[AArch64][PAC] Lower jump-tables using hardened pseudo. #97666

ahmedbougacha · 2024-07-04T03:17:45Z

This introduces an alternative hardened lowering for jump-table dispatch, controlled by the function attribute "aarch64-jump-table-hardening". The implementation is centered around a pseudo; quoting its description:

A hardened but more expensive version of jump-table dispatch.
This combines the target address computation (otherwise done using the
JumpTableDest pseudos above) with the branch itself (otherwise done using
a plain BR) in a single non-attackable sequence.

We take the final entry index as an operand to allow isel freedom. This does
mean that the index can be attacker-controlled. To address that, we also do
limited checking of the offset, mainly ensuring it still points within the
jump-table array. When it doesn't, this branches to the first entry.
We might want it to trap instead.

This is intended for use in conjunction with ptrauth for other code pointers,
to avoid signing jump-table entries and turning them into pointers.

Entry index is passed in x16. Clobbers x16/x17/nzcv.

Jump-table compression isn't supported in this version, I'm adding that (and expanding the test) on top

github-actions · 2024-07-04T03:21:59Z

✅ With the latest revision this PR passed the C/C++ code formatter.

llvmbot · 2024-07-04T03:38:05Z

@llvm/pr-subscribers-backend-aarch64

Author: Ahmed Bougacha (ahmedbougacha)

Changes

This introduces an alternative hardened lowering for jump-table dispatch, controlled by the function attribute "jump-table-hardening". The implementation is centered around a pseudo; quoting its description:

> A hardened but more expensive version of jump-table dispatch.
> This combines the target address computation (otherwise done using the
> JumpTableDest pseudos above) with the branch itself (otherwise done using
> a plain BR) in a single non-attackable sequence.
>
> We take the final entry index as an operand to allow isel freedom.
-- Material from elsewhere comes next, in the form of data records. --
use std::{
    path::{Path, PathBuf},
    sync::{
        atomic::{AtomicBool, Ordering},
        Arc,
    },
};

use clap::Parser;
use role_training::{
    data::DataLoader, init_process_group, select_device, seed_everything, DatasetTag,
    RoleDataset, ShardSpec, TaggerConfig, TokenBudgetLoader, TokenRoleTagger, Trainer,
    TrainingConfig, TrainingError,
};

const PRETRAINED_WEIGHTS_FILENAME: &str = "model.safetensors";

fn main() {
    env_logger::Builder::from_env(env_logger::Env::default().default_filter_or("info")).init();

    if let Err(err) = run() {
        eprintln!("training failed: {}", err);
        std::process::exit(1);
    }
}

#[derive(Parser, Debug)]
#[command(author, version, about = "Semantic-role prediction training CLI", long_about = None)]
struct Args {
    #[arg(
        short,
        long,
        value_name = "PATH",
        help = "Base configuration (TOML or JSON); flags below override it"
    )]
    config: Option<PathBuf>,

    #[arg(long)]
    seed: Option<u64>,

    #[arg(long, value_name = "TAG", help = "conll2005, conll2009 or conll2012")]
    dataset_tag: Option<DatasetTag>,

    #[arg(long, value_name = "PATH")]
    train_path: Option<PathBuf>,

    #[arg(long, value_name = "PATH")]
    dev_path: Option<PathBuf>,

    #[arg(long, value_name = "PATH")]
    pretrained_model_name_or_path: Option<String>,

    #[arg(long, help = "Token budget per batch")]
    max_tokens: Option<usize>,

    #[arg(long)]
    max_epochs: Option<usize>,

    #[arg(long, help = "Fraction of total steps used for warmup; 0 disables the scheduler")]
    warmup_ratio: Option<f64>,

    #[arg(long)]
    lr: Option<f64>,

    #[arg(long)]
    dropout: Option<f32>,

    #[arg(long)]
    weight_decay: Option<f64>,

    #[arg(long)]
    max_grad_norm: Option<f64>,

    #[arg(long, help = "Train with dynamic loss scaling in reduced precision")]
    amp: bool,

    #[arg(long, allow_hyphen_values = true, help = "-1 for a single-process run")]
    local_rank: Option<i64>,

    #[arg(long, help = "Evaluate on the dev set before training and after every epoch")]
    eval: bool,

    #[arg(long)]
    tensorboard: bool,

    #[arg(long, help = "Write a checkpoint after every epoch")]
    save: bool,

    #[arg(long, value_name = "SECONDS")]
    tqdm_mininterval: Option<f64>,

    #[arg(long, value_name = "DIR")]
    checkpoint_root: Option<PathBuf>,

    #[arg(long, value_name = "DIR")]
    log_root: Option<PathBuf>,

    #[arg(long, default_value_t = 256, help = "Hidden size of the baseline tagger")]
    hidden_size: usize,
}

impl Args {
    fn into_config(self) -> Result<(TrainingConfig, usize), TrainingError> {
        let mut config = match &self.config {
            Some(path) => TrainingConfig::load(path)?,
            None => {
                let (Some(tag), Some(train_path)) = (self.dataset_tag, self.train_path.clone())
                else {
                    return Err(TrainingError::validation(vec![
                        "--dataset-tag and --train-path are required without --config"
                            .to_string(),
                    ]));
                };
                TrainingConfig::new(tag, train_path)
            }
        };

        if let Some(seed) = self.seed {
            config.seed = seed;
        }
        if let Some(tag) = self.dataset_tag {
            config.dataset_tag = tag;
        }
        if let Some(path) = self.train_path {
            config.train_path = path;
        }
        if self.dev_path.is_some() {
            config.dev_path = self.dev_path;
        }
        if self.pretrained_model_name_or_path.is_some() {
            config.pretrained_model_name_or_path = self.pretrained_model_name_or_path;
        }
        if let Some(value) = self.max_tokens {
            config.max_tokens = value;
        }
        if let Some(value) = self.max_epochs {
            config.max_epochs = value;
        }
        if let Some(value) = self.warmup_ratio {
            config.warmup_ratio = value;
        }
        if let Some(value) = self.lr {
            config.lr = value;
        }
        if let Some(value) = self.dropout {
            config.dropout = value;
        }
        if let Some(value) = self.weight_decay {
            config.weight_decay = value;
        }
        if let Some(value) = self.max_grad_norm {
            config.max_grad_norm = value;
        }
        if let Some(value) = self.local_rank {
            config.local_rank = value;
        }
        if let Some(value) = self.tqdm_mininterval {
            config.tqdm_mininterval = value;
        }
        if let Some(dir) = self.checkpoint_root {
            config.checkpoint_root = dir;
        }
        if let Some(dir) = self.log_root {
            config.log_root = dir;
        }
        config.amp |= self.amp;
        config.eval |= self.eval;
        config.tensorboard |= self.tensorboard;
        config.save |= self.save;

        config.validate()?;
        Ok((config, self.hidden_size))
    }
}

fn run() -> Result<(), TrainingError> {
    let (config, hidden_size) = Args::parse().into_config()?;

    let device = select_device(config.local_rank)?;
    seed_everything(&device, config.seed);
    let coordinator = init_process_group(&config)?;
    let shard = coordinator.is_distributed().then(|| ShardSpec {
        rank: coordinator.rank() as usize,
        world_size: coordinator.world_size(),
    });

    let train_set = RoleDataset::load(&config.train_path)?;
    let dev_set = match &config.dev_path {
        Some(path) if config.eval => Some(RoleDataset::load(path)?),
        _ => None,
    };
    log::info!(
        "loaded {} training examples{}",
        train_set.len(),
        dev_set
            .as_ref()
            .map(|dev| format!(", {} dev examples", dev.len()))
            .unwrap_or_default()
    );

    let tagger_config = TaggerConfig {
        vocab_size: dev_set
            .iter()
            .map(RoleDataset::vocab_size)
            .fold(train_set.vocab_size(), usize::max),
        hidden_size,
        num_labels: dev_set
            .iter()
            .map(RoleDataset::num_labels)
            .fold(train_set.num_labels(), usize::max),
        dropout: config.dropout,
    };
    let mut model = TokenRoleTagger::new(tagger_config, &device)?;
    if let Some(source) = &config.pretrained_model_name_or_path {
        model.load_pretrained(&pretrained_weights(Path::new(source)))?;
    }

    let mut train = TokenBudgetLoader::new(
        train_set,
        config.max_tokens,
        true,
        config.seed,
        shard,
        device.clone(),
    )?;
    let mut dev = dev_set
        .map(|set| TokenBudgetLoader::new(set, config.max_tokens, false, config.seed, None, device))
        .transpose()?;

    let shutdown_flag = Arc::new(AtomicBool::new(false));
    let handler_flag = shutdown_flag.clone();
    ctrlc::set_handler(move || {
        handler_flag.store(true, Ordering::Relaxed);
    })
    .map_err(|err| TrainingError::runtime(format!("failed to install signal handler: {err}")))?;

    let mut trainer = Trainer::new(config, model)?.with_coordinator(coordinator);
    let summary = trainer.run_with_shutdown(
        &mut train,
        dev.as_mut().map(|loader| loader as &mut dyn DataLoader),
        || shutdown_flag.load(Ordering::Relaxed),
    )?;

    log::info!(
        "finished: {} batches trained, {} skipped, {} optimizer steps, {} checkpoints{}",
        summary.processed_batches,
        summary.skipped_batches,
        summary.optimizer_steps,
        summary.checkpoints.len(),
        if summary.interrupted { " (interrupted)" } else { "" }
    );
    Ok(())
}

/// A directory is expected to hold `model.safetensors`.
fn pretrained_weights(source: &Path) -> PathBuf {
    if source.is_dir() {
        source.join(PRETRAINED_WEIGHTS_FILENAME)
    } else {
        source.to_path_buf()
    }
}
This does
> mean that the index can be attacker-controlled. To address that, we also do
> limited checking of the offset, mainly ensuring it still points within the
> jump-table array. When it doesn't, this branches to the first entry.
>
> This is intended for use in conjunction with ptrauth for other code pointers,
> to avoid signing jump-table entries and turning them into pointers.
>
> Entry index is passed in x16. Clobbers x16/x17/nzcv.

Jump-table compression isn't supported in this version, I'm adding that (and expanding the test) on top

Full diff: https://github.com/llvm/llvm-project/pull/97666.diff

5 Files Affected:

(modified) llvm/lib/Target/AArch64/AArch64AsmPrinter.cpp (+138)
(modified) llvm/lib/Target/AArch64/AArch64ISelLowering.cpp (+15)
(modified) llvm/lib/Target/AArch64/AArch64InstrInfo.td (+26)
(modified) llvm/lib/Target/AArch64/GISel/AArch64InstructionSelector.cpp (+13-1)
(added) llvm/test/CodeGen/AArch64/hardened-jump-table-br.ll (+53)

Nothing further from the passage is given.